Sometimes, in her most unguarded moments, Ophelia found herself pointing her toes and moving her foot in the familiar, sweeping motion of a rond de jambe. Then she’d close her eyes and remember the sickening thud as she’d come down on the wooden stage floor. She’d remember the pitying expressions on the faces of her fellow dancers and the way the crimson stage curtains had drawn closed on the spectacle with a solemn hush. Her career, her life, everything she’d worked for, had ended with that whisper of red velvet.

She had every reason to be grateful, though. She had a nice apartment in Manhattan. She had clothes on her back and a job. She’d even had the forethought to enroll in school while she’d been dancing, because she’d known that the day would come when she’d be unable to dance for a living. She just hadn’t realized that day would come so soon. She’d thought she’d had time. So much time. Time to dance, time to love, time to dream.

She’d never planned on spending her Friday nights feeding kittens at an animal shelter, but it wasn’t such a bad place to be. She actually enjoyed it quite a bit.

“I’ll be careful, Beth. I promise.” Ophelia draped a towel over the front of her dress and reached into the cabinet above a row of cat enclosures for a bottle and a fresh can of kitten formula.

As she cracked the can open and positioned it over the tiny bottle, her gaze flitted to the cage in the corner. Her hand paused midpour when she realized the wire pen was empty.

“Where’s the little white kitten?” she asked, fighting against the rapidly forming lump in her throat.

“She hasn’t been adopted, if that’s what you’re wondering.” Beth cast her a knowing glance. “She’s getting her picture taken for some charity thing.”

“Oh.” Ophelia hated herself for the swell of relief that washed over her. The shelter’s mission was to find homes for all their animals, after all. Everyone deserved a home. And love. And affection.

The lump in her throat grew tenfold. “That’s too bad.”

“Is it?” Beth lifted a sardonic brow.

Ophelia busied herself with securing the top on the bottle and lifting one of the squirming kittens out of the pen lined with a heating pad that served as a makeshift incubator. “Of course it is.”

She steadfastly refused to meet Beth’s gaze, lest she give away her true feelings on the matter, inappropriate as they were.

But there was no fooling Beth. “For the life of me, I don’t know why you won’t just adopt her. Don’t get me wrong—I appreciate your help around here. But I have a sneaky suspicion that the reason you came by tonight has more to do with visiting your fluffy friend than with feeding our hungry little monsters. You’re besotted with that cat.”

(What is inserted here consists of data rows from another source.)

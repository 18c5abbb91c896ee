use crate::math::{Color, Vec2};

/// Depth of an agent in its plant, and index into a [`crate::genome::PlantGenom`].
pub type Generation = usize;

/// The drawable primitive emitted by growth: one filled circle.
#[derive(Clone, Copy, Debug, PartialEq)]
pub struct Circle {
    pub pos: Vec2,
    pub radius: f32,
    pub color: Color,
}

/// A single filled disc in a renderer's draw list.
#[derive(Clone, Copy, Debug, PartialEq)]
pub struct Disc {
    pub center: Vec2,
    pub radius: f32,
    pub color: Color,
}

/// Pixel offset of the shadow and highlight discs in [`Circle::bevel`].
pub const BEVEL_OFFSET: f32 = 2.0;

impl Circle {
    pub fn new(pos: Vec2, radius: f32, color: Color) -> Self {
        Self { pos, radius, color }
    }

    /// Returns the three discs of the conventional bevelled look, in draw order.
    ///
    /// The radius used is `|radius| + 1`, so shrinking lineages (negative
    /// size) still draw. The first disc is shifted up-left and brightened by
    /// `delta`, the second shifted down-right and darkened by `delta`, and
    /// the last is the circle itself on top.
    pub fn bevel(&self, delta: i32) -> [Disc; 3] {
        let radius = self.radius.abs() + 1.0;
        let shift = Vec2::splat(BEVEL_OFFSET);
        let delta = Color::gray(delta);
        [
            Disc {
                center: self.pos - shift,
                radius,
                color: self.color + delta,
            },
            Disc {
                center: self.pos + shift,
                radius,
                color: self.color - delta,
            },
            Disc {
                center: self.pos,
                radius,
                color: self.color,
            },
        ]
    }
}
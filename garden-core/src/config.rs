use crate::smash::SmashMethod;

/// Parameters of a growth run that are not part of the genome.
///
/// ### Fields
/// - `step_len` - Distance an agent moves per emitted circle.
/// - `color_drift` - Per-step channel drift at `*_changes == 255`; the
///   drift is `(changes / 255 - 0.5) * color_drift`.
/// - `tropism` - Multiplier on the `down` gene when biasing the heading
///   toward `+y`.
#[derive(Clone, Copy, Debug, PartialEq)]
pub struct GrowthConfig {
    pub step_len: f32,
    pub color_drift: f32,
    pub tropism: f32,
}

impl Default for GrowthConfig {
    fn default() -> Self {
        Self {
            step_len: 1.0,
            color_drift: 2.0,
            tropism: 0.01,
        }
    }
}

/// How two genomes are combined: which method, with what blend weight and
/// how many mutations afterwards.
///
/// `weight` is the probability of inheriting from the first parent for
/// [`SmashMethod::Probabilistic`] and the first parent's share for
/// [`SmashMethod::WeightedAverage`].
#[derive(Clone, Copy, Debug, PartialEq)]
pub struct SmashConfig {
    pub method: SmashMethod,
    pub weight: f64,
    pub mutations: usize,
}

impl Default for SmashConfig {
    fn default() -> Self {
        Self {
            method: SmashMethod::Probabilistic,
            weight: 0.5,
            mutations: 0,
        }
    }
}
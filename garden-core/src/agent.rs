//! A single growing tip of a plant.

use std::sync::Arc;

use glam::Vec3;
use rand::Rng;
use tracing::trace;

use crate::config::GrowthConfig;
use crate::genome::{AgentGenom, PlantGenom};
use crate::math::{Color, Rotate, UP, Vec2};
use crate::types::{Circle, Generation};

/// One growing tip.
///
/// The agent owns a private copy of its generation's genes and mutates it
/// in place as it grows: `length` counts down the remaining steps, `size`
/// and the color channels drift every step. The template genome is only
/// read, when the agent dies and its heirs are evolved.
#[derive(Clone, Debug)]
pub struct Agent {
    genom: AgentGenom,
    template: Arc<PlantGenom>,
    generation: Generation,
    pos: Vec2,
    heading: Vec2,
    /// Fractional color; `genom.{red,green,blue}` is its truncation.
    tint: Vec3,
}

impl Agent {
    pub fn new(
        genom: AgentGenom,
        template: Arc<PlantGenom>,
        generation: Generation,
        pos: Vec2,
        heading: Vec2,
    ) -> Self {
        let tint = Vec3::new(genom.red as f32, genom.green as f32, genom.blue as f32)
            .clamp(Vec3::ZERO, Vec3::splat(255.0));
        Self {
            genom,
            template,
            generation,
            pos,
            heading: heading.normalize_or(UP),
            tint,
        }
    }

    #[inline]
    pub fn genom(&self) -> &AgentGenom {
        &self.genom
    }

    #[inline]
    pub fn generation(&self) -> Generation {
        self.generation
    }

    #[inline]
    pub fn pos(&self) -> Vec2 {
        self.pos
    }

    #[inline]
    pub fn heading(&self) -> Vec2 {
        self.heading
    }

    #[inline]
    pub fn color(&self) -> Color {
        self.genom.color()
    }

    /// `true` while steps remain. An agent born with `length <= 0` still
    /// emits one circle before it is replaced by its heirs.
    #[inline]
    pub fn is_live(&self) -> bool {
        self.genom.length > 0
    }

    /// Emits the circle for the current state, then advances one step.
    ///
    /// The returned circle describes the agent *before* the step. The step
    /// itself:
    /// 1. drifts each color channel by its normalized `*_changes` gene;
    /// 2. adds `size_changes` to `size`;
    /// 3. turns the heading by `turn` degrees plus a uniform random angle
    ///    within `±random_turn` degrees, then bends it toward `+y` by `down`;
    /// 4. moves `step_len` along the new heading;
    /// 5. decrements `length`.
    pub fn get_circle<R: Rng + ?Sized>(&mut self, cfg: &GrowthConfig, rng: &mut R) -> Circle {
        let circle = Circle::new(self.pos, self.genom.size as f32, self.genom.color());

        let changes = Vec3::new(
            self.genom.red_changes as f32,
            self.genom.green_changes as f32,
            self.genom.blue_changes as f32,
        );
        let drift = (changes / 255.0 - Vec3::splat(0.5)) * cfg.color_drift;
        self.tint = (self.tint + drift).clamp(Vec3::ZERO, Vec3::splat(255.0));
        self.genom.red = self.tint.x as i32;
        self.genom.green = self.tint.y as i32;
        self.genom.blue = self.tint.z as i32;

        self.genom.size = self.genom.size.saturating_add(self.genom.size_changes);

        let mut angle = self.genom.turn as f32;
        let spread = self.genom.random_turn.unsigned_abs() as f32;
        if spread > 0.0 {
            angle += rng.random_range(-spread..=spread);
        }
        let bent = self.heading.rotate_deg(angle) + Vec2::Y * (self.genom.down as f32 * cfg.tropism);
        self.heading = bent.normalize_or(self.heading);

        self.pos += self.heading * cfg.step_len;
        self.genom.length = self.genom.length.saturating_sub(1);

        circle
    }

    /// Spawns the next generation from this agent's current state.
    ///
    /// Returns an empty list when the template has no generation past this
    /// one.
    pub fn get_heirs<R: Rng + ?Sized>(&self, rng: &mut R) -> Vec<Agent> {
        let next = self.generation + 1;
        match self.template.evolve(next, &self.genom, rng) {
            Some(evolved) => spawn_branches(evolved, &self.template, next, self.pos, self.heading),
            None => {
                trace!(generation = self.generation, "lineage ended");
                Vec::new()
            }
        }
    }

    #[cfg(test)]
    fn with_heading(mut self, heading: Vec2) -> Self {
        self.heading = heading;
        self
    }
}

/// Fans `genom.number_branches` children around `axis`.
///
/// Child `i` of `n` is rotated by `angle_branches * (i - n / 2)` degrees,
/// plus half a step when `n` is even, so the fan is symmetric about the
/// axis. Each child gets its own copy of `genom`.
pub fn spawn_branches(
    genom: AgentGenom,
    template: &Arc<PlantGenom>,
    generation: Generation,
    pos: Vec2,
    axis: Vec2,
) -> Vec<Agent> {
    let n = genom.number_branches.max(0);
    let step = genom.angle_branches as f32;
    let correction = if n % 2 == 0 { step / 2.0 } else { 0.0 };

    (0..n)
        .map(|i| {
            let offset = step * (i - n / 2) as f32 + correction;
            Agent::new(
                genom,
                Arc::clone(template),
                generation,
                pos,
                axis.rotate_deg(offset),
            )
        })
        .collect()
}

#[cfg(test)]
mod tests {
    use super::*;
    use rand::{SeedableRng, rngs::StdRng};

    fn still_agent() -> AgentGenom {
        AgentGenom {
            length: 3,
            size: 10,
            size_changes: 2,
            red: 100,
            green: 100,
            blue: 100,
            red_changes: 255,
            green_changes: 0,
            blue_changes: 128,
            number_branches: 2,
            angle_branches: 40,
            ..AgentGenom::default()
        }
    }

    fn single(genom: AgentGenom, template: PlantGenom) -> Agent {
        Agent::new(genom, Arc::new(template), 0, Vec2::ZERO, UP)
    }

    fn assert_close(a: Vec2, b: Vec2) {
        assert!((a - b).length() < 1e-4, "{a:?} != {b:?}");
    }

    #[test]
    fn circle_reflects_state_before_step() {
        let mut rng = StdRng::seed_from_u64(0);
        let cfg = GrowthConfig::default();
        let mut agent = single(still_agent(), PlantGenom::empty(1));

        let first = agent.get_circle(&cfg, &mut rng);
        assert_eq!(first.pos, Vec2::ZERO);
        assert_eq!(first.radius, 10.0);
        assert_eq!(first.color, Color::gray(100));

        let second = agent.get_circle(&cfg, &mut rng);
        assert_close(second.pos, UP * cfg.step_len);
        assert_eq!(second.radius, 12.0);
        // red drifts +1 per step, green -1, blue barely moves.
        assert_eq!(second.color.rgb(), [101, 99, 100]);
    }

    #[test]
    fn length_counts_down_to_death() {
        let mut rng = StdRng::seed_from_u64(1);
        let cfg = GrowthConfig::default();
        let mut agent = single(still_agent(), PlantGenom::empty(1));

        let mut steps = 0;
        while agent.is_live() {
            agent.get_circle(&cfg, &mut rng);
            steps += 1;
        }
        assert_eq!(steps, 3);
        assert_eq!(agent.genom().length, 0);
    }

    #[test]
    fn agent_born_without_length_is_dead() {
        let agent = single(AgentGenom::default(), PlantGenom::empty(1));
        assert!(!agent.is_live());
    }

    #[test]
    fn turn_applies_in_full_every_step() {
        let mut rng = StdRng::seed_from_u64(2);
        let cfg = GrowthConfig::default();
        let genom = AgentGenom {
            length: 9,
            turn: 90,
            ..AgentGenom::default()
        };
        let mut agent = single(genom, PlantGenom::empty(1));

        agent.get_circle(&cfg, &mut rng);
        assert_close(agent.heading(), UP.rotate_deg(90.0));
        agent.get_circle(&cfg, &mut rng);
        assert_close(agent.heading(), UP.rotate_deg(180.0));
    }

    #[test]
    fn random_turn_spreads_over_full_range() {
        let cfg = GrowthConfig::default();
        let genom = AgentGenom {
            length: 5,
            random_turn: 80,
            ..AgentGenom::default()
        };

        let mut widest: f32 = 0.0;
        for seed in 0..500 {
            let mut rng = StdRng::seed_from_u64(seed);
            let mut agent = single(genom, PlantGenom::empty(1));
            agent.get_circle(&cfg, &mut rng);
            let deviation = UP.angle_to(agent.heading()).to_degrees().abs();
            assert!(deviation <= 80.0 + 1e-3, "turned {deviation} degrees");
            widest = widest.max(deviation);
        }
        assert!(widest > 70.0, "widest turn was {widest} degrees");
    }

    #[test]
    fn extreme_genes_saturate_instead_of_overflowing() {
        let mut rng = StdRng::seed_from_u64(7);
        let cfg = GrowthConfig::default();
        let genom = AgentGenom {
            length: i32::MIN,
            size: i32::MAX,
            size_changes: i32::MAX,
            turn: i32::MAX,
            random_turn: i32::MIN,
            down: i32::MIN,
            ..AgentGenom::default()
        };
        let mut agent = single(genom, PlantGenom::empty(1));

        agent.get_circle(&cfg, &mut rng);
        agent.get_circle(&cfg, &mut rng);
        assert_eq!(agent.genom().size, i32::MAX);
        assert_eq!(agent.genom().length, i32::MIN);
        assert!(agent.heading().is_finite());
    }

    #[test]
    fn down_bends_heading_toward_positive_y() {
        let mut rng = StdRng::seed_from_u64(3);
        let cfg = GrowthConfig::default();
        let genom = AgentGenom {
            length: 10,
            down: 30,
            ..AgentGenom::default()
        };
        let mut agent = single(genom, PlantGenom::empty(1)).with_heading(Vec2::X);

        agent.get_circle(&cfg, &mut rng);
        assert!(agent.heading().y > 0.0);
        assert!((agent.heading().length() - 1.0).abs() < 1e-5);
    }

    #[test]
    fn heirs_fan_symmetrically_for_even_count() {
        let mut rng = StdRng::seed_from_u64(4);
        let child = AgentGenom {
            length: 5,
            number_branches: 2,
            angle_branches: 40,
            ..AgentGenom::default()
        };
        let template = PlantGenom::new(vec![AgentGenom::default(), child]);
        let agent = single(AgentGenom::default(), template);

        let heirs = agent.get_heirs(&mut rng);
        assert_eq!(heirs.len(), 2);
        assert_close(heirs[0].heading(), UP.rotate_deg(-20.0));
        assert_close(heirs[1].heading(), UP.rotate_deg(20.0));
        for heir in &heirs {
            assert_eq!(heir.generation(), 1);
            assert_eq!(heir.pos(), agent.pos());
        }
    }

    #[test]
    fn heirs_fan_around_axis_for_odd_count() {
        let child = AgentGenom {
            length: 5,
            number_branches: 3,
            angle_branches: 30,
            ..AgentGenom::default()
        };
        let template = Arc::new(PlantGenom::new(vec![child]));

        let heirs = spawn_branches(child, &template, 0, Vec2::ZERO, UP);
        assert_eq!(heirs.len(), 3);
        assert_close(heirs[0].heading(), UP.rotate_deg(-30.0));
        assert_close(heirs[1].heading(), UP);
        assert_close(heirs[2].heading(), UP.rotate_deg(30.0));
    }

    #[test]
    fn heirs_own_independent_genomes() {
        let mut rng = StdRng::seed_from_u64(5);
        let cfg = GrowthConfig::default();
        let child = AgentGenom {
            length: 4,
            size: 6,
            size_changes: 3,
            number_branches: 2,
            ..AgentGenom::default()
        };
        let template = Arc::new(PlantGenom::new(vec![child]));
        let mut heirs = spawn_branches(child, &template, 0, Vec2::ZERO, UP);

        heirs[0].get_circle(&cfg, &mut rng);
        heirs[0].get_circle(&cfg, &mut rng);

        assert_eq!(heirs[0].genom().length, 2);
        assert_eq!(heirs[1].genom().length, 4);
        assert_eq!(heirs[1].genom().size, 6);
        assert_eq!(template.agents()[0], child);
    }

    #[test]
    fn no_heirs_past_last_generation() {
        let mut rng = StdRng::seed_from_u64(6);
        let template = PlantGenom::new(vec![still_agent()]);
        let agent = single(still_agent(), template);
        assert!(agent.get_heirs(&mut rng).is_empty());
    }

    #[test]
    fn negative_branch_count_spawns_nothing() {
        let genom = AgentGenom {
            number_branches: -2,
            ..AgentGenom::default()
        };
        let template = Arc::new(PlantGenom::new(vec![genom]));
        assert!(spawn_branches(genom, &template, 0, Vec2::ZERO, UP).is_empty());
    }
}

“And you’re exaggerating.” The orange kitten in Ophelia’s hand mewed at a volume that belied its tiny size. Ophelia nestled the poor thing against her chest, and it began suckling on the bottle at once. “Besides, I told you. I can’t have a pet. My apartment doesn’t allow them.”

It was a shameless lie. But how else was she supposed to explain her reluctance to adopt an animal she so clearly adored?

The truth was that she’d love to adopt the white Persian mix. She’d love coming home to the sound of its dainty feet pattering across the floor of her empty apartment. If the cat could come live with her, Ophelia would let it sleep at the foot of her bed, and feed it gourmet food from a can. If...

But she couldn’t do it. She was in no condition to let anyone depend on her for their survival. Not even an animal. She was a ticking time bomb with an unknown deadline for detonation.